Sitting at the computer as our GateCrash Game Day winds down, with only a half dozen diehards in the back room (thanks Wizards of the Coast for helping us put on such cool events) with our second best day in sales so far this year (the Friday of GateCrash's release was the only day to top it).  Mildly amusingly, we didn't do much extra to generate sales, as participants in the Game Day didn't spend much extra beyond what they normally would.  Our recently installed TableTop section did generate a goodly share of sales, as there are about five empty spots where TableTop featured games used to sit.
So, I am using this quiet time to muse about several things that have caught my attention, just not items major enough, at least currently, to warrant a full column.
Speaking of TableTop, though the program still drives sales, the level of product movement it generates here is nowhere near as high as the level that we saw prior to the show's Christmas hiatus.  Consumer viewing patterns for a season of programs are still based upon a continuous flow of programing, as has been demonstrated on broadcast television for year.  When a network starts a program, broadcasts it for part of a season, then takes a hiatus before returning, viewership does not return at the same levels as it did prior to the hiatus.  Hopefully, if there is a second (and third and fourth and…) of TableTop, they will broadcast the entire season's run consecutively rather than taking a break during our peak selling season.

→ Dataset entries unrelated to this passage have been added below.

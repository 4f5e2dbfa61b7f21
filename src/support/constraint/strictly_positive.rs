use std::cmp::Ordering;

use num_traits::Zero;

use super::{Constrained, Constraint, ConstraintError};

/// Marker type enforcing that a value is strictly positive (greater than zero).
///
/// Use this type with [`Constrained<T, StrictlyPositive>`] to encode strict
/// positivity at the type level.
///
/// Unlike [`Significant`](super::Significant), this places no lower bound on
/// the magnitude. It suits derived quantities such as a Fourier number or a
/// forcing period, where only the sign matters for the expression to exist.
///
/// # Examples
///
/// ```
/// use thermal_mass_models::support::constraint::{Constrained, StrictlyPositive};
///
/// // Generic constructor:
/// let x = Constrained::<_, StrictlyPositive>::new(1).unwrap();
/// assert_eq!(x.into_inner(), 1);
///
/// // Associated constructor:
/// let y = StrictlyPositive::new(3.14).unwrap();
/// assert_eq!(y.into_inner(), 3.14);
///
/// // Error cases:
/// assert!(StrictlyPositive::new(0).is_err());
/// assert!(StrictlyPositive::new(-1).is_err());
/// assert!(StrictlyPositive::new(f64::NAN).is_err());
/// ```
#[derive(Debug, Clone, Copy, PartialEq, Eq, PartialOrd, Ord)]
pub struct StrictlyPositive;

impl StrictlyPositive {
    /// Constructs a [`Constrained<T, StrictlyPositive>`] if the value is strictly positive.
    ///
    /// # Errors
    ///
    /// Returns an error if the value is zero, negative, or not a number (`NaN`).
    pub fn new<T: PartialOrd + Zero>(
        value: T,
    ) -> Result<Constrained<T, StrictlyPositive>, ConstraintError> {
        Constrained::<T, StrictlyPositive>::new(value)
    }
}

impl<T: PartialOrd + Zero> Constraint<T> for StrictlyPositive {
    fn check(value: &T) -> Result<(), ConstraintError> {
        match value.partial_cmp(&T::zero()) {
            Some(Ordering::Greater) => Ok(()),
            Some(Ordering::Equal) => Err(ConstraintError::Zero),
            Some(Ordering::Less) => Err(ConstraintError::Negative),
            None => Err(ConstraintError::NotANumber),
        }
    }
}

Also regarding TableTop, I noticed during the Dragon Age RPG two-part episode, the link below the video does not send customers to Target's website to purchase the game, as it has since the arrangement with Target began last fall.  Instead, it sends the customer directly to Green Ronin's website to make the purchase, also recommending your FLGS.  Also interesting is that, while the Dragon Age RPG is listed on the Target website, the listing says customers cannot currently buy it through the website, nor is it available in stores.  On a related note, we have not seen an uptick in Dragon Age sales here due to the "TableTop Effect," the way we did with Fiasco or the board games featured on the show.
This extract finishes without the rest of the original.